- **YOUR ASSIGNMENT**:
From the entries that follow, copy every line with the word "info".
──────────
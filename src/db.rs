use anyhow::Context;
use sqlx::MySqlPool;
use sqlx::mysql::MySqlPoolOptions;
use tracing::info;

pub async fn init_db(database_url: &str) -> anyhow::Result<MySqlPool> {
    let pool = MySqlPoolOptions::new()
        .max_connections(10)
        .connect(database_url)
        .await
        .context("Failed to connect to database")?;

    sqlx::migrate!()
        .run(&pool)
        .await
        .context("Failed to apply database migrations")?;

    info!("Database ready");
    Ok(pool)
}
──────────
- **ANSWER TO THE EXERCISE**:
use tracing::info;
    info!("Database ready");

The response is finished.